**WORK TASK**:
The word "CannedOcr" turns up on some lines of this data; say how many, and give no other text.

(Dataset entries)
------------------------------------------------------------

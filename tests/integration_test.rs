//! Integration tests for Ruster Sniper
//!
//! The pipeline and HTTP router run end-to-end against in-memory
//! collaborators; nothing touches the network.

use async_trait::async_trait;
use axum::{
    body::{to_bytes, Body},
    http::{Request, StatusCode},
    Router,
};
use base64::{engine::general_purpose::STANDARD as BASE64, Engine};
use eyre::Result;
use ruster_sniper::api::{create_router, AppState, WebhookVerifier};
use ruster_sniper::core::{BlockList, MetadataSource, SniperPipeline, TextExtractor, TradeDispatcher};
use ruster_sniper::utils::constants::WSOL_MINT;
use ruster_sniper::{
    NotificationPayload, PipelineOutcome, SourceKind, TelemetryCollector, TokenMetadata,
    TradePolicy, TradePolicyTable, TradeReceipt, WebhookResponse,
};
use std::sync::{Arc, Mutex};
use tower::ServiceExt;

// ============================================
// In-memory collaborators
// ============================================

/// Resolves exactly the listed mints
struct KnownMints(Vec<String>);

#[async_trait]
impl MetadataSource for KnownMints {
    async fn lookup(&self, address: &str) -> Result<Option<TokenMetadata>> {
        if !self.0.iter().any(|m| m == address) {
            return Ok(None);
        }
        Ok(Some(TokenMetadata {
            decimals: 9,
            supply: 1_000_000_000_000_000,
            is_initialized: true,
            token_program: "TokenkegQfeZyiNwAJbNbGKPFXCWuBvf9Ss623VQ5DA".to_string(),
            mint_authority: None,
            freeze_authority: None,
        }))
    }
}

/// Returns canned OCR text
struct CannedOcr(String);

#[async_trait]
impl TextExtractor for CannedOcr {
    async fn extract_text(&self, _image_url: &str) -> Result<String> {
        Ok(self.0.clone())
    }
}

#[derive(Default)]
struct PaperTrader {
    buys: Mutex<Vec<String>>,
}

#[async_trait]
impl TradeDispatcher for PaperTrader {
    async fn buy(&self, mint: &str, policy: &TradePolicy) -> Result<TradeReceipt> {
        self.buys.lock().unwrap().push(mint.to_string());
        Ok(TradeReceipt {
            signature: format!("sig-{}", &mint[..8]),
            in_amount_lamports: policy.amount_lamports,
            quoted_out_amount: 1,
        })
    }
}

fn mint() -> String {
    // "2RJD1KnDRGEkvuFfAGrJ7PD28LRE9LRDjZznDywagzmr"
    bs58::encode([21u8; 32]).into_string()
}

/// Swap Latin letters for Cyrillic look-alikes
fn disguise(address: &str) -> String {
    address
        .chars()
        .map(|c| match c {
            'K' => 'К',
            'E' => 'Е',
            'A' => 'А',
            'P' => 'Р',
            'a' => 'а',
            'y' => 'у',
            other => other,
        })
        .collect()
}

fn pipeline(trader: Arc<PaperTrader>, ocr_text: Option<&str>) -> SniperPipeline {
    let pipeline = SniperPipeline::new(
        BlockList::with_defaults(Vec::<String>::new()),
        TradePolicyTable::builtin(),
        Arc::new(KnownMints(vec![mint()])),
        trader,
        Arc::new(TelemetryCollector::new()),
    );
    match ocr_text {
        Some(text) => pipeline.with_ocr(Arc::new(CannedOcr(text.to_string()))),
        None => pipeline,
    }
}

// ============================================
// Pipeline end-to-end
// ============================================

#[tokio::test]
async fn test_text_only_notification_buys_hidden_mint() {
    let trader = Arc::new(PaperTrader::default());
    let hidden = disguise(&mint());
    assert_ne!(hidden, mint());

    let payload = NotificationPayload {
        text: Some(format!("🚀 stealth launch, CA: {} LFG", hidden)),
        ..Default::default()
    };

    let outcome = pipeline(trader.clone(), None).process(&payload).await.unwrap();
    let response = WebhookResponse::from(outcome);

    assert_eq!(response.status, "success");
    assert_eq!(response.source, Some(SourceKind::TextOnly));
    assert_eq!(response.mint.as_deref(), Some(mint().as_str()));
    assert!(response.message.starts_with("Successfully processed notification: bought"));
    assert_eq!(*trader.buys.lock().unwrap(), vec![mint()]);
}

#[tokio::test]
async fn test_blocked_address_in_image_is_not_bought() {
    let trader = Arc::new(PaperTrader::default());
    let payload = NotificationPayload {
        text: Some("chart looks good".to_string()),
        image: Some("https://img.example/chart.png".to_string()),
        ..Default::default()
    };
    let ocr_text = format!("pair: {}", WSOL_MINT);

    let outcome = pipeline(trader.clone(), Some(&ocr_text))
        .process(&payload)
        .await
        .unwrap();
    assert_eq!(
        outcome,
        PipelineOutcome::NoValidToken {
            source: SourceKind::TextAndImage
        }
    );

    let response = WebhookResponse::from(outcome);
    assert_eq!(response.status, "success");
    assert_eq!(response.message, "No valid token addresses found");
    assert!(trader.buys.lock().unwrap().is_empty());
}

#[tokio::test]
async fn test_notification_without_addresses() {
    let trader = Arc::new(PaperTrader::default());
    let payload = NotificationPayload {
        text: Some("gm, nothing to see here".to_string()),
        full_text: Some("gm, nothing to see here at all".to_string()),
        ..Default::default()
    };

    let outcome = pipeline(trader, None).process(&payload).await.unwrap();
    let response = WebhookResponse::from(outcome);
    assert_eq!(response.status, "success");
    assert!(response.message.starts_with("Successfully processed"));
    assert!(response.mint.is_none());
}

#[tokio::test]
async fn test_mint_found_in_image_text() {
    let trader = Arc::new(PaperTrader::default());
    let payload = NotificationPayload {
        image: Some("https://img.example/ca.png".to_string()),
        ..Default::default()
    };
    let ocr_text = format!("Contract\n{}\n", mint());

    let outcome = pipeline(trader.clone(), Some(&ocr_text))
        .process(&payload)
        .await
        .unwrap();
    let PipelineOutcome::Bought { source, token, .. } = outcome else {
        panic!("expected the OCR mint to be bought");
    };
    assert_eq!(source, SourceKind::TextAndImage);
    assert_eq!(token.mint, mint());
}

// ============================================
// HTTP router
// ============================================

const SECRET_KEY: &[u8] = b"integration-test-webhook-secret";

fn router(verifier: Option<WebhookVerifier>) -> (Router, Arc<PaperTrader>) {
    let trader = Arc::new(PaperTrader::default());
    let state = Arc::new(AppState::new(pipeline(trader.clone(), None), verifier, false));
    (create_router(state), trader)
}

fn verifier() -> WebhookVerifier {
    WebhookVerifier::new(&format!("whsec_{}", BASE64.encode(SECRET_KEY))).unwrap()
}

fn now() -> String {
    chrono::Utc::now().timestamp().to_string()
}

fn webhook_request(body: &str, timestamp: &str, signature: Option<String>) -> Request<Body> {
    let mut builder = Request::builder()
        .method("POST")
        .uri("/webhook")
        .header("content-type", "application/json")
        .header("webhook-id", "msg_integration")
        .header("webhook-timestamp", timestamp);
    if let Some(sig) = signature {
        builder = builder.header("webhook-signature", sig);
    }
    builder.body(Body::from(body.to_string())).unwrap()
}

async fn read_json<T: serde::de::DeserializeOwned>(response: axum::response::Response) -> T {
    let bytes = to_bytes(response.into_body(), usize::MAX).await.unwrap();
    serde_json::from_slice(&bytes).unwrap()
}

#[tokio::test]
async fn test_bad_signature_is_rejected() {
    let (app, trader) = router(Some(verifier()));
    let body = format!(r#"{{"text": "{}"}}"#, mint());

    let response = app
        .oneshot(webhook_request(&body, &now(), Some("v1,bm90IGEgc2lnbmF0dXJl".to_string())))
        .await
        .unwrap();

    assert_eq!(response.status(), StatusCode::UNAUTHORIZED);
    let json: WebhookResponse = read_json(response).await;
    assert_eq!(json.status, "error");
    assert_eq!(json.message, "Invalid webhook signature");
    assert!(trader.buys.lock().unwrap().is_empty());
}

#[tokio::test]
async fn test_signed_webhook_runs_pipeline() {
    let verifier = verifier();
    let (app, trader) = router(Some(verifier.clone()));
    let body = format!(r#"{{"text": "CA {}", "user": "cautious"}}"#, mint());

    let ts = now();
    let signature = verifier
        .signature_header("msg_integration", &ts, body.as_bytes())
        .unwrap();
    let request = webhook_request(&body, &ts, Some(signature));

    let response = app.oneshot(request).await.unwrap();
    assert_eq!(response.status(), StatusCode::OK);
    assert!(response.headers().contains_key("x-request-id"));

    let json: WebhookResponse = read_json(response).await;
    assert_eq!(json.status, "success");
    assert_eq!(json.mint.as_deref(), Some(mint().as_str()));
    assert_eq!(trader.buys.lock().unwrap().len(), 1);
}

#[tokio::test]
async fn test_unsigned_webhook_accepted_without_secret() {
    let (app, _) = router(None);
    let response = app
        .oneshot(webhook_request(r#"{"text": "no addresses"}"#, &now(), None))
        .await
        .unwrap();

    assert_eq!(response.status(), StatusCode::OK);
    let json: WebhookResponse = read_json(response).await;
    assert!(json.message.starts_with("Successfully processed"));
}

#[tokio::test]
async fn test_malformed_payload_is_bad_request() {
    let (app, _) = router(None);
    let response = app
        .oneshot(webhook_request("not json", &now(), None))
        .await
        .unwrap();
    assert_eq!(response.status(), StatusCode::BAD_REQUEST);
    let json: WebhookResponse = read_json(response).await;
    assert_eq!(json.status, "error");
}

#[tokio::test]
async fn test_health_and_stats() {
    let (app, _) = router(None);

    let response = app
        .clone()
        .oneshot(Request::builder().uri("/health").body(Body::empty()).unwrap())
        .await
        .unwrap();
    assert_eq!(response.status(), StatusCode::OK);
    let json: serde_json::Value = read_json(response).await;
    assert_eq!(json["data"]["status"], "healthy");

    let response = app
        .oneshot(Request::builder().uri("/v1/stats").body(Body::empty()).unwrap())
        .await
        .unwrap();
    assert_eq!(response.status(), StatusCode::OK);
    let json: serde_json::Value = read_json(response).await;
    assert_eq!(json["data"]["signature_check"], false);
    assert_eq!(json["data"]["pipeline"]["notifications_received"], 0);
}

------------------------------------------------------------

**PROBLEM SOLUTION**:
3